◆ What is being asked ◆
Go through the data and copy each line where the string "Some" appears.

(Stored items)
★ ★ ★ ★
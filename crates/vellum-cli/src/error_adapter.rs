//! Error adapter for converting VellumError to miette diagnostics.
//!
//! This module provides the bridge between the library's standard error types
//! and miette's rich diagnostic formatting used in the CLI. Every variant maps
//! to a stable diagnostic code.

use std::fmt;

use miette::{Diagnostic as MietteDiagnostic, LabeledSpan};

use vellum::VellumError;

/// Adapter rendering a [`VellumError`] through miette.
pub struct ErrorAdapter(pub VellumError);

impl ErrorAdapter {
    /// Returns the stable diagnostic code of the wrapped error.
    pub fn code_str(&self) -> &'static str {
        match &self.0 {
            VellumError::Io(_) => "vellum::io",
            VellumError::Config(_) => "vellum::config",
            VellumError::Compose(_) => "vellum::compose",
            VellumError::Export(_) => "vellum::export",
        }
    }
}

impl fmt::Debug for ErrorAdapter {
    fn fmt(&self, f: &mut fmt::Formatter<'_>) -> fmt::Result {
        fmt::Debug::fmt(&self.0, f)
    }
}

impl fmt::Display for ErrorAdapter {
    fn fmt(&self, f: &mut fmt::Formatter<'_>) -> fmt::Result {
        fmt::Display::fmt(&self.0, f)
    }
}

impl std::error::Error for ErrorAdapter {
    fn source(&self) -> Option<&(dyn std::error::Error + 'static)> {
        self.0.source()
    }
}

impl MietteDiagnostic for ErrorAdapter {
    fn code<'a>(&'a self) -> Option<Box<dyn fmt::Display + 'a>> {
        Some(Box::new(self.code_str()))
    }

    fn help<'a>(&'a self) -> Option<Box<dyn fmt::Display + 'a>> {
        let help = match &self.0 {
            VellumError::Config(_) => "check the configuration file passed with --config",
            err if err.is_retryable() => "the write can be retried once the destination is writable",
            _ => return None,
        };
        Some(Box::new(help))
    }

    fn source_code(&self) -> Option<&dyn miette::SourceCode> {
        None
    }

    fn labels(&self) -> Option<Box<dyn Iterator<Item = LabeledSpan> + '_>> {
        None
    }
}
★ ★ ★ ★
◆ Exercise output ◆
        Some(Box::new(self.code_str()))
        Some(Box::new(help))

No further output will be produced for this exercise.